Vanderbilt's Ryals Grateful For Body-Numbing Football Collisions

NASHVILLE, Tenn. - Vanderbilt's Chris Ryals covers kicks, exposing himself to body-numbing collisions that often hurl him through the air and slam him to the ground.

He said he not only doesn't mind those encounters, he's grateful for them, because he's lucky to be alive.

Eleven years ago, Ryals was diagnosed with leukemia.

Through 2 1/2 years of strength-draining chemotherapy, and bone marrow and spinal taps, he persevered.

"I just took it day by day; every day there was a battle. Sometimes I won, sometimes I lost."

The disease is in remission, and Ryals is working toward a possible degree in medicine.

"I ask myself each morning what I can do today to show how valuable my life is," he said.

Ryals won't win the Heisman Trophy. He won't be in the NFL. He's a junior who hasn't yet lettered for the Commodores.

But his is a story of personal courage and triumph over a dreaded disease.

"He's special; he has overcome a lot of adversity in his life," said his mother, Karen.

Even before the leukemia, Ryals, the youngest of three sons, was diagnosed with multiple learning disabilities. He also had a speech problem.

"He overcame these obstacles one-by-one," Mrs. Ryals said.

Chris had a grade-point average of 3.6 last semester, the highest on the football team.

When he was 12 years old, he began to experience frequent bouts of nausea for no apparent reason. He got weaker and developed a fever.

When he was diagnosed with leukemia, doctors estimated his chances of survival at 30 percent.

"I knew I could die," he said.

His parents, Bobby and Karen, regularly took him to Children's Hospital in his hometown Cincinnati, to a cancer clinic.

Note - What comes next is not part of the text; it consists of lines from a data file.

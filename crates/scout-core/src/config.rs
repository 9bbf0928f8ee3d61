use serde::{Deserialize, Serialize};

use crate::constants::{DEFAULT_HALF_LIFE_HOURS, NORM_EPSILON};
use crate::error::{CoreError, Result};
use crate::quantize::{Granularity, qmax};
use crate::sampler::Sampler;

/// How the final block's rows collapse into the vector the score head reads.
#[derive(Clone, Copy, Debug, Default, PartialEq, Eq, Serialize, Deserialize)]
#[serde(rename_all = "snake_case")]
pub enum Pooling {
    /// The `[START]` row, which gathers the sequence through attention.
    #[default]
    Start,
    /// Mean over every row.
    Mean,
}

/// Architecture and inference settings for one model snapshot.
///
/// Every field has a default so partial TOML/JSON files load cleanly.
#[derive(Clone, Debug, PartialEq, Serialize, Deserialize)]
#[serde(default)]
pub struct ModelConfig {
    pub d_model: usize,
    pub n_heads: usize,
    pub n_layers: usize,
    /// Hidden width of each feed-forward network.
    pub ff_hidden: usize,
    /// 0 means dense feed-forward sublayers; otherwise every block routes.
    pub n_experts: usize,
    pub top_k_experts: usize,
    pub pooling: Pooling,
    /// Hidden width of the score head (`Linear → ReLU → Linear`).
    pub head_hidden: usize,
    /// Recency decay rate per hour.
    pub decay_lambda: f64,
    pub temperature: f64,
    pub top_k_sampling: Option<usize>,
    pub quant_bits: u8,
    pub quant_granularity: Granularity,
    /// Longest sequence (including `[START]` and profile tokens) a request may
    /// produce; oldest signals are dropped beyond it.
    pub max_seq_len: usize,
    pub norm_eps: f64,
}

impl Default for ModelConfig {
    fn default() -> Self {
        Self {
            d_model: 32,
            n_heads: 4,
            n_layers: 2,
            ff_hidden: 64,
            n_experts: 4,
            top_k_experts: 2,
            pooling: Pooling::Start,
            head_hidden: 64,
            decay_lambda: std::f64::consts::LN_2 / DEFAULT_HALF_LIFE_HOURS,
            temperature: 0.8,
            top_k_sampling: Some(10),
            quant_bits: 8,
            quant_granularity: Granularity::PerChannel,
            max_seq_len: 64,
            norm_eps: NORM_EPSILON,
        }
    }
}

impl ModelConfig {
    /// Fail fast on any inconsistent setting.
    pub fn validate(&self) -> Result<()> {
        if self.d_model == 0 {
            return Err(CoreError::InvalidConfig("d_model must be > 0".into()));
        }
        if self.n_heads == 0 || self.d_model % self.n_heads != 0 {
            return Err(CoreError::shape(
                "d_model / n_heads",
                format!("n_heads > 0 dividing d_model = {}", self.d_model),
                format!("n_heads = {}", self.n_heads),
            ));
        }
        if self.n_layers == 0 {
            return Err(CoreError::InvalidConfig("n_layers must be > 0".into()));
        }
        if self.ff_hidden == 0 {
            return Err(CoreError::InvalidConfig("ff_hidden must be > 0".into()));
        }
        if self.head_hidden == 0 {
            return Err(CoreError::InvalidConfig("head_hidden must be > 0".into()));
        }
        if self.n_experts > 0 && (self.top_k_experts == 0 || self.top_k_experts > self.n_experts) {
            return Err(CoreError::InvalidK {
                k: self.top_k_experts,
                max: self.n_experts,
            });
        }
        if !self.decay_lambda.is_finite() || self.decay_lambda < 0.0 {
            return Err(CoreError::InvalidConfig(format!(
                "decay_lambda must be finite and >= 0, got {}",
                self.decay_lambda
            )));
        }
        self.sampler()?;
        qmax(self.quant_bits)?;
        if self.max_seq_len < 2 {
            return Err(CoreError::InvalidConfig(format!(
                "max_seq_len must be >= 2, got {}",
                self.max_seq_len
            )));
        }
        if !self.norm_eps.is_finite() || self.norm_eps <= 0.0 {
            return Err(CoreError::InvalidConfig(format!("norm_eps must be > 0, got {}", self.norm_eps)));
        }
        Ok(())
    }

    pub fn sampler(&self) -> Result<Sampler> {
        Sampler::new(self.temperature, self.top_k_sampling)
    }

    pub fn uses_experts(&self) -> bool {
        self.n_experts > 0
    }
}

#[cfg(test)]
mod tests {
    use super::*;

    #[test]
    fn test_default_is_valid() {
        assert!(ModelConfig::default().validate().is_ok());
    }

    #[test]
    fn test_heads_must_divide_width() {
        let cfg = ModelConfig {
            d_model: 30,
            n_heads: 4,
            ..Default::default()
        };
        assert!(matches!(cfg.validate(), Err(CoreError::ShapeMismatch { .. })));
    }

    #[test]
    fn test_expert_k_checked() {
        let cfg = ModelConfig {
            n_experts: 2,
            top_k_experts: 3,
            ..Default::default()
        };
        assert_eq!(cfg.validate().unwrap_err(), CoreError::InvalidK { k: 3, max: 2 });

        let dense = ModelConfig {
            n_experts: 0,
            top_k_experts: 0,
            ..Default::default()
        };
        assert!(dense.validate().is_ok());
        assert!(!dense.uses_experts());
    }

    #[test]
    fn test_sampling_settings_checked() {
        let cold = ModelConfig {
            temperature: 0.0,
            ..Default::default()
        };
        assert_eq!(cold.validate().unwrap_err(), CoreError::InvalidTemperature(0.0));
        let bad_bits = ModelConfig {
            quant_bits: 12,
            ..Default::default()
        };
        assert!(matches!(bad_bits.validate(), Err(CoreError::InvalidConfig(_))));
    }

    #[test]
    fn test_pooling_and_head_settings() {
        let cfg: ModelConfig = serde_json::from_str(r#"{"pooling": "mean", "head_hidden": 8}"#).unwrap();
        assert_eq!(cfg.pooling, Pooling::Mean);
        assert!(cfg.validate().is_ok());
        let no_head = ModelConfig {
            head_hidden: 0,
            ..Default::default()
        };
        assert!(matches!(no_head.validate(), Err(CoreError::InvalidConfig(_))));
    }

    #[test]
    fn test_partial_json_fills_defaults() {
        let cfg: ModelConfig = serde_json::from_str(r#"{"d_model": 16, "n_heads": 2}"#).unwrap();
        assert_eq!(cfg.d_model, 16);
        assert_eq!(cfg.n_layers, ModelConfig::default().n_layers);
        assert_eq!(cfg.pooling, Pooling::Start);
        assert!(cfg.validate().is_ok());
    }
}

During visits to the cancer clinic at Children's Hospital, he would be given fluids for hours before the chemotherapy treatments. The fluids were necessary to combat the dehydration from the overwhelming nausea and vomiting that followed.

"The day I was diagnosed, these 2-year-old twins were sitting right next to me," Ryals said. "They each had brain tumors. It was awful. They were so cute, so innocent and outwardly, you would never know. These little guys didn't make it.

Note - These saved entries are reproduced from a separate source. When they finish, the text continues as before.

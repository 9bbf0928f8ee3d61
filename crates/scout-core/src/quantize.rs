//! Symmetric post-training weight quantization.
//!
//! `s = max|W| / qmax`, `Q = clamp(round(W / s), -qmax, qmax)`, `W' = Q · s`
//! with `qmax = 2^(bits-1) - 1`. Rounding bounds the reconstruction error by
//! `s / 2` per element. Scales are either one per tensor or one per output
//! column (channel).

use serde::{Deserialize, Serialize};

use crate::constants::{DEFAULT_ACCURACY_TOLERANCE, EPSILON};
use crate::error::{CoreError, Result};
use crate::matrix::Matrix;

pub const MIN_BITS: u8 = 2;
pub const MAX_BITS: u8 = 8;

#[derive(Clone, Copy, Debug, Default, PartialEq, Eq, Serialize, Deserialize)]
#[serde(rename_all = "snake_case")]
pub enum Granularity {
    #[default]
    PerTensor,
    PerChannel,
}

impl std::str::FromStr for Granularity {
    type Err = CoreError;

    fn from_str(s: &str) -> Result<Self> {
        match s.to_ascii_lowercase().replace('-', "_").as_str() {
            "per_tensor" | "tensor" => Ok(Granularity::PerTensor),
            "per_channel" | "channel" => Ok(Granularity::PerChannel),
            other => Err(CoreError::InvalidConfig(format!("unknown quantization granularity {other:?}"))),
        }
    }
}

/// `2^(bits-1) - 1`, the largest representable magnitude.
pub fn qmax(bits: u8) -> Result<i32> {
    if !(MIN_BITS..=MAX_BITS).contains(&bits) {
        return Err(CoreError::InvalidConfig(format!(
            "quant_bits must be in {MIN_BITS}..={MAX_BITS}, got {bits}"
        )));
    }
    Ok((1i32 << (bits - 1)) - 1)
}

/// Integer codes plus scale factors for one weight matrix.
///
/// Codes are stored one per `i8` whatever the bit width. Deserialization
/// checks the code count, the scale count for the granularity, positive
/// finite scales and codes within `±qmax`.
#[derive(Clone, Debug, PartialEq, Serialize, Deserialize)]
#[serde(try_from = "WireQuantized", into = "WireQuantized")]
pub struct QuantizedTensor {
    rows: usize,
    cols: usize,
    bits: u8,
    granularity: Granularity,
    /// Row-major integer codes in `[-qmax, qmax]`.
    codes: Vec<i8>,
    /// One scale, or one per column for `PerChannel`.
    scales: Vec<f64>,
}

#[derive(Serialize, Deserialize)]
struct WireQuantized {
    rows: usize,
    cols: usize,
    bits: u8,
    granularity: Granularity,
    codes: Vec<i8>,
    scales: Vec<f64>,
}

impl TryFrom<WireQuantized> for QuantizedTensor {
    type Error = CoreError;

    fn try_from(w: WireQuantized) -> Result<Self> {
        let qmax = qmax(w.bits)?;
        if w.codes.len() != w.rows * w.cols {
            return Err(CoreError::shape(
                "QuantizedTensor codes",
                format!("{} codes ({}x{})", w.rows * w.cols, w.rows, w.cols),
                w.codes.len(),
            ));
        }
        let expected_scales = match w.granularity {
            Granularity::PerTensor => 1,
            Granularity::PerChannel => w.cols,
        };
        if w.scales.len() != expected_scales {
            return Err(CoreError::shape(
                "QuantizedTensor scales",
                format!("{expected_scales} for {:?}", w.granularity),
                w.scales.len(),
            ));
        }
        if let Some(&s) = w.scales.iter().find(|s| !s.is_finite() || **s <= 0.0) {
            return Err(CoreError::InvalidValue {
                field: "quantization scale".to_string(),
                value: s,
            });
        }
        if let Some(&q) = w.codes.iter().find(|q| i32::from(**q).abs() > qmax) {
            return Err(CoreError::InvalidValue {
                field: format!("{}-bit code", w.bits),
                value: f64::from(q),
            });
        }
        Ok(Self {
            rows: w.rows,
            cols: w.cols,
            bits: w.bits,
            granularity: w.granularity,
            codes: w.codes,
            scales: w.scales,
        })
    }
}

impl From<QuantizedTensor> for WireQuantized {
    fn from(q: QuantizedTensor) -> Self {
        WireQuantized {
            rows: q.rows,
            cols: q.cols,
            bits: q.bits,
            granularity: q.granularity,
            codes: q.codes,
            scales: q.scales,
        }
    }
}

impl QuantizedTensor {
    pub fn quantize(w: &Matrix, bits: u8, granularity: Granularity) -> Result<Self> {
        let qmax = qmax(bits)?;
        let scales = match granularity {
            Granularity::PerTensor => vec![scale_for(w.max_abs(), qmax)],
            Granularity::PerChannel => (0..w.cols())
                .map(|c| {
                    let peak = w.column(c).iter().fold(0.0_f64, |m, x| m.max(x.abs()));
                    scale_for(peak, qmax)
                })
                .collect(),
        };

        let mut codes = Vec::with_capacity(w.rows() * w.cols());
        for row in w.iter_rows() {
            for (c, &x) in row.iter().enumerate() {
                let s = scales[channel(granularity, c)];
                let q = (x / s).round().clamp(-qmax as f64, qmax as f64);
                codes.push(q as i8);
            }
        }

        Ok(Self {
            rows: w.rows(),
            cols: w.cols(),
            bits,
            granularity,
            codes,
            scales,
        })
    }

    pub fn dequantize(&self) -> Result<Matrix> {
        let data = self
            .codes
            .iter()
            .enumerate()
            .map(|(i, &q)| f64::from(q) * self.scale(i % self.cols.max(1)))
            .collect();
        Matrix::from_vec(self.rows, self.cols, data)
    }

    pub fn shape(&self) -> (usize, usize) {
        (self.rows, self.cols)
    }

    pub fn bits(&self) -> u8 {
        self.bits
    }

    pub fn granularity(&self) -> Granularity {
        self.granularity
    }

    pub fn codes(&self) -> &[i8] {
        &self.codes
    }

    pub fn scales(&self) -> &[f64] {
        &self.scales
    }

    /// Scale applied to column `col`.
    pub fn scale(&self, col: usize) -> f64 {
        self.scales[channel(self.granularity, col)]
    }

    /// Worst-case per-element reconstruction error, `max(s) / 2`.
    pub fn max_error_bound(&self) -> f64 {
        self.scales.iter().fold(0.0_f64, |m, &s| m.max(s)) / 2.0
    }

    /// Stored bytes relative to the `f64` matrix: one byte per code plus
    /// eight per scale. Codes below 8 bits are not packed, so the ratio
    /// does not shrink with `bits`.
    pub fn compression_ratio(&self) -> f64 {
        let n = self.codes.len();
        if n == 0 {
            return 1.0;
        }
        (n + 8 * self.scales.len()) as f64 / (8 * n) as f64
    }
}

fn scale_for(peak: f64, qmax: i32) -> f64 {
    if peak < EPSILON { 1.0 } else { peak / qmax as f64 }
}

fn channel(granularity: Granularity, col: usize) -> usize {
    match granularity {
        Granularity::PerTensor => 0,
        Granularity::PerChannel => col,
    }
}

/// Quantize and immediately dequantize, returning the servable float weights.
pub fn round_trip(w: &Matrix, bits: u8, granularity: Granularity) -> Result<Matrix> {
    QuantizedTensor::quantize(w, bits, granularity)?.dequantize()
}

/// Float vs quantized classification accuracy on a labelled evaluation set.
#[derive(Clone, Debug, PartialEq, Serialize, Deserialize)]
pub struct DegradationReport {
    pub samples: usize,
    pub threshold: f64,
    pub float_accuracy: f64,
    pub quant_accuracy: f64,
    /// `float_accuracy - quant_accuracy`; negative when quantization helped.
    pub drop: f64,
    pub tolerance: f64,
    pub within_tolerance: bool,
    /// Largest absolute score difference across the set.
    pub max_score_delta: f64,
}

impl DegradationReport {
    /// Compare two score sets against `labels` at a decision `threshold`.
    pub fn evaluate(
        float_scores: &[f64],
        quant_scores: &[f64],
        labels: &[bool],
        threshold: f64,
        tolerance: Option<f64>,
    ) -> Result<Self> {
        let n = labels.len();
        if float_scores.len() != n || quant_scores.len() != n {
            return Err(CoreError::shape(
                "DegradationReport::evaluate",
                format!("{n} scores per model"),
                format!("{} float / {} quantized", float_scores.len(), quant_scores.len()),
            ));
        }
        if n == 0 {
            return Err(CoreError::EmptySequence);
        }
        let tolerance = tolerance.unwrap_or(DEFAULT_ACCURACY_TOLERANCE);
        let accuracy = |scores: &[f64]| {
            let hits = scores
                .iter()
                .zip(labels)
                .filter(|&(&s, &y)| (s >= threshold) == y)
                .count();
            hits as f64 / n as f64
        };
        let float_accuracy = accuracy(float_scores);
        let quant_accuracy = accuracy(quant_scores);
        let drop = float_accuracy - quant_accuracy;
        let max_score_delta = float_scores
            .iter()
            .zip(quant_scores)
            .fold(0.0_f64, |m, (a, b)| m.max((a - b).abs()));
        let within_tolerance = drop <= tolerance;

        if within_tolerance {
            tracing::info!(float_accuracy, quant_accuracy, drop, "quantization within tolerance");
        } else {
            tracing::warn!(float_accuracy, quant_accuracy, drop, tolerance, "quantization accuracy drop over tolerance");
        }

        Ok(Self {
            samples: n,
            threshold,
            float_accuracy,
            quant_accuracy,
            drop,
            tolerance,
            within_tolerance,
            max_score_delta,
        })
    }
}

"When I was going through treatment, so many bad things were happening around me that it was difficult for me to find inner strength. But I did."

His mother said that there were many crises, but she there is one in particular she remembers.

During his years of treatment, he was not allowed to participate in any activities, not even throwing a Nurf football at recess.

"He came home and said: `I'm nobody. Now that I have cancer, I'm nobody. They used to look up to me.' He had lost all his self-esteem. He had been such a good athlete. Now he couldn't even participate in recess."

In time, Karen said, he worked it out as he always did.

"Well," he told his mom, "I'll just have to make it in the classroom."

Then, by the end of eighth grade, Ryals' treatments became infrequent. He spent more time with coaches than doctors. He eventually became an all-state safety at Moeller High School, then signed a grant-in-aid with Vanderbilt University.

There have been scary things happen along the way, reminders that all his life he will be looking back over his shoulder at trouble.

His older brother Trevor had a college buddy who died after his leukemia was thought to be in remission. It was a sobering thought.

There was the time, too, after remission was under way, that three knots appeared on his leg.

"It stopped me in my tracks. I said, `uh oh."'

To this day, Ryals said, no one has told him what they were. They could have been tumors, or bacterial or viral infections, but they were unrelated to leukemia.

He looks back on it with some humor.

"It was almost like the dermatologist wanted to make me a spectacle," he said, laughing. "They even wanted to take me to a national convention of dermatology, so others could see these growths."

Ryals' experiences have allowed him to put football into perspective.

"Football is reflective of life in general," he said. "I love football. I've put a lot of effort into it. At the same time, it's not life or death."